**Records for processing**
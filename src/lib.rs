//! Batched log shipping to Cloud Pub/Sub.
//!
//! Two handlers buffer [`LogEvent`]s and publish them to a topic as one
//! request per batch:
//!
//! - [`PubsubHandler`] flushes inline on the emitting thread.
//! - [`AsyncPubsubHandler`] spreads events over a pool of worker threads,
//!   each with its own buffer, so emitting never waits on the network.
//!
//! A batch is published when the buffer reaches capacity or an event at or
//! above the flush level arrives. Transient backend failures keep the batch
//! for the next flush, bounded by a hard limit; other failures are surfaced
//! (synchronous handler) or reported on a side channel (worker pool).
//!
//! With the `log-compat` feature, [`PubsubLogAdapter`] plugs either handler
//! into the `log` facade.

pub mod async_handler;
pub mod buffer;
pub mod error;
pub mod formatter;
pub mod handler;
pub mod handlers;
pub mod level;
#[cfg(feature = "log-compat")]
pub mod log_compat;
pub mod log_record;
mod logging_macros;
pub mod publisher;
pub mod pubsub;
pub mod pubsub_handler;
pub mod rate_limited_warner;
pub mod side_channel;
#[cfg(any(test, feature = "test-util"))]
pub mod test_utils;

pub use async_handler::{AsyncHandlerConfig, AsyncPubsubHandler};
pub use buffer::{Batch, BufferConfig, EventBuffer, FlushPolicy};
pub use error::{ClientError, ErrorClass, HandlerError, PublishError, PublishOutcome, classify};
pub use formatter::{DefaultFormatter, EventFormatter, PatternFormatter, SharedFormatter};
pub use handler::PubsubHandlerTrait;
pub use handlers::{
    AsyncPubsubHandlerBuilder, HandlerBuildError, HandlerBuilderTrait, PubsubHandlerBuilder,
};
pub use level::{Level, ParseLevelError, SharedLevel};
#[cfg(feature = "log-compat")]
pub use log_compat::{PubsubLogAdapter, install_global_logger};
pub use log_record::{LogEvent, RecordMetadata};
pub use pubsub::{
    Credentials, PublishBody, PublishFn, PubsubClient, PubsubTransport, check_topic, decode,
    encode, get_pubsub_client, publish_body,
};
pub use pubsub_handler::{PubsubHandler, PubsubHandlerConfig};
pub use side_channel::{LogSideChannel, NullSideChannel, SideChannel, StderrSideChannel};
use crate::error::HandlerError;
use crate::log_record::LogEvent;

/// Trait implemented by the Pub/Sub handlers.
///
/// Handlers are `Send + Sync` so one instance can serve every thread of the
/// process, for example as the backend of [`PubsubLogAdapter`](crate::PubsubLogAdapter).
pub trait PubsubHandlerTrait: Send + Sync {
    /// Accept one event for shipping.
    fn emit(&self, event: LogEvent) -> Result<(), HandlerError>;

    /// Publish whatever is currently buffered.
    fn flush(&self) -> Result<(), HandlerError>;
}
//! Unit tests for the worker-pool handler.

use std::time::{Duration, Instant};

use rstest::{fixture, rstest};

use super::handler::await_acks;
use super::*;
use crate::buffer::BufferConfig;
use crate::error::{HandlerError, PublishError};
use crate::handlers::HandlerBuildError;
use crate::level::Level;
use crate::log_record::LogEvent;
use crate::test_utils::{CollectingSideChannel, CountingPublisher, StubClient};

const TOPIC: &str = "projects/test-project/topics/test-topic";

fn config(
    publisher: &CountingPublisher,
    side: &CollectingSideChannel,
    workers: usize,
    capacity: usize,
) -> AsyncHandlerConfig {
    let mut config = AsyncHandlerConfig::new(TOPIC, StubClient::new().shared());
    config.handler.publish_fn = publisher.shared();
    config.handler.buffer = BufferConfig {
        capacity,
        hard_limit: 10_000,
        flush_level: Level::Critical,
    };
    config.worker_num = workers;
    config.side_channel = side.shared();
    config.flush_timeout = Duration::from_secs(5);
    config
}

fn info(message: &str) -> LogEvent {
    LogEvent::new("async", Level::Info, message)
}

#[fixture]
fn side() -> CollectingSideChannel {
    CollectingSideChannel::new()
}

#[rstest]
fn round_robin_spreads_events(side: CollectingSideChannel) {
    let publisher = CountingPublisher::new();
    let handler = AsyncPubsubHandler::with_config(config(&publisher, &side, 3, 1000)).expect("handler");
    for i in 0..6 {
        handler.emit(info(&format!("{i}"))).expect("emit");
    }
    handler.flush().expect("flush");
    // Each of the three workers held two events.
    assert_eq!(publisher.calls(), 3);
    assert!(publisher.bodies().iter().all(|b| b.len() == 2));
}

#[rstest]
fn close_publishes_everything(side: CollectingSideChannel) {
    let publisher = CountingPublisher::new();
    let handler = AsyncPubsubHandler::with_config(config(&publisher, &side, 4, 1000)).expect("handler");
    for i in 0..100 {
        handler.emit(info(&format!("{i}"))).expect("emit");
    }
    handler.close();
    assert_eq!(publisher.message_count(), 100);
    assert!(handler.is_closed());
    assert_eq!(handler.worker_num(), 0);
}

#[rstest]
fn emit_after_close_is_rejected(side: CollectingSideChannel) {
    let publisher = CountingPublisher::new();
    let handler = AsyncPubsubHandler::with_config(config(&publisher, &side, 1, 10)).expect("handler");
    handler.close();
    handler.close();
    assert!(matches!(handler.emit(info("late")), Err(HandlerError::Closed)));
    assert!(matches!(handler.flush(), Err(HandlerError::Closed)));
}

#[rstest]
fn fatal_failures_go_to_side_channel(side: CollectingSideChannel) {
    let publisher = CountingPublisher::failing_with(PublishError::status(400, "Bad Request"));
    let handler = AsyncPubsubHandler::with_config(config(&publisher, &side, 1, 1)).expect("handler");
    handler.emit(info("first")).expect("emit never sees publish errors");
    handler.emit(info("second")).expect("emit never sees publish errors");
    handler.close();
    assert_eq!(publisher.calls(), 2);
    let reports = side.reports();
    assert_eq!(reports.len(), 2);
    assert!(reports.iter().all(|r| r.contains("fatal") && r.contains("400")));
}

#[rstest]
fn recoverable_failure_is_retried_on_next_flush(side: CollectingSideChannel) {
    let publisher = CountingPublisher::new().with_script([Err(PublishError::status(503, "busy"))]);
    let handler = AsyncPubsubHandler::with_config(config(&publisher, &side, 1, 1000)).expect("handler");
    handler.emit(info("kept")).expect("emit");
    handler.flush().expect("flush");
    assert_eq!(publisher.message_count(), 0);
    handler.flush().expect("flush");
    assert_eq!(publisher.messages(), vec!["kept"]);
    assert_eq!(side.reports().len(), 1);
}

#[rstest]
fn flush_level_is_shared_with_workers(side: CollectingSideChannel) {
    let publisher = CountingPublisher::new();
    let handler = AsyncPubsubHandler::with_config(config(&publisher, &side, 2, 1000)).expect("handler");
    handler.set_flush_level(Level::Warn);
    assert_eq!(handler.flush_level(), Level::Warn);
    handler
        .emit(LogEvent::new("async", Level::Error, "urgent"))
        .expect("emit");
    handler.close();
    assert_eq!(publisher.calls(), 1);
}

#[rstest]
fn flush_times_out_on_slow_publisher(side: CollectingSideChannel) {
    let publisher = CountingPublisher::new().with_delay(Duration::from_millis(300));
    let mut cfg = config(&publisher, &side, 1, 1000);
    cfg.flush_timeout = Duration::from_millis(20);
    let handler = AsyncPubsubHandler::with_config(cfg).expect("handler");
    handler.emit(info("slow")).expect("emit");
    assert!(matches!(handler.flush(), Err(HandlerError::FlushTimeout)));
    handler.close();
    assert_eq!(publisher.message_count(), 1);
}

#[rstest]
fn missing_topic_fails_before_spawning(side: CollectingSideChannel) {
    let publisher = CountingPublisher::new();
    let mut cfg = config(&publisher, &side, 2, 10);
    cfg.handler.client = StubClient::missing_topics().shared();
    assert!(matches!(
        AsyncPubsubHandler::with_config(cfg),
        Err(HandlerBuildError::TopicNotFound(_))
    ));
    assert_eq!(publisher.calls(), 0);
}

#[rstest]
fn zero_workers_is_invalid(side: CollectingSideChannel) {
    let publisher = CountingPublisher::new();
    assert!(matches!(
        AsyncPubsubHandler::with_config(config(&publisher, &side, 0, 10)),
        Err(HandlerBuildError::InvalidConfig(_))
    ));
}

#[rstest]
fn hard_limit_cut_is_reported_during_outage(side: CollectingSideChannel) {
    let publisher = CountingPublisher::failing_with(PublishError::status(503, "unavailable"));
    let mut cfg = config(&publisher, &side, 1, 5);
    cfg.handler.buffer.hard_limit = 2;
    cfg.shutdown_flush_attempts = 1;
    let handler = AsyncPubsubHandler::with_config(cfg).expect("handler");
    for i in 0..5 {
        handler.emit(info(&format!("{i}"))).expect("emit");
    }
    handler.close();

    assert_eq!(publisher.calls(), 2);
    assert_eq!(publisher.message_count(), 0);
    let sizes: Vec<_> = publisher.bodies().iter().map(|b| b.len()).collect();
    assert_eq!(sizes, [5, 2]);
    let reports = side.reports();
    assert!(
        reports
            .iter()
            .any(|r| r == "worker 0 dropped 3 events: buffer over hard limit")
    );
    assert!(
        reports
            .iter()
            .any(|r| r.contains("dropping 2 events still unpublished after 1 shutdown flush attempts"))
    );
}

#[test]
fn ack_wait_reports_closed_when_workers_exit() {
    let (tx, rx) = crossbeam_channel::bounded(2);
    tx.send(()).expect("ack");
    drop(tx);
    let deadline = Instant::now() + Duration::from_secs(5);
    assert!(matches!(await_acks(&rx, 2, deadline), Err(HandlerError::Closed)));
}

#[test]
fn ack_wait_times_out_on_missing_ack() {
    let (tx, rx) = crossbeam_channel::bounded::<()>(1);
    let deadline = Instant::now() + Duration::from_millis(10);
    assert!(matches!(await_acks(&rx, 1, deadline), Err(HandlerError::FlushTimeout)));
    drop(tx);
}

#[test]
fn ack_wait_succeeds_when_every_worker_acks() {
    let (tx, rx) = crossbeam_channel::bounded(2);
    tx.send(()).expect("ack");
    tx.send(()).expect("ack");
    let deadline = Instant::now() + Duration::from_secs(5);
    assert!(await_acks(&rx, 2, deadline).is_ok());
}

**Exercise objective**
When you repeat the lines, start with the first line of the material and end with the line that contains "event at or", keeping both and reproducing each exactly, with nothing added.

**Output below**
filename src/lib.rs
//! Batched log shipping to Cloud Pub/Sub.
//!
//! Two handlers buffer [`LogEvent`]s and publish them to a topic as one
//! request per batch:
//!
//! - [`PubsubHandler`] flushes inline on the emitting thread.
//! - [`AsyncPubsubHandler`] spreads events over a pool of worker threads,
//!   each with its own buffer, so emitting never waits on the network.
//!
//! A batch is published when the buffer reaches capacity or an event at or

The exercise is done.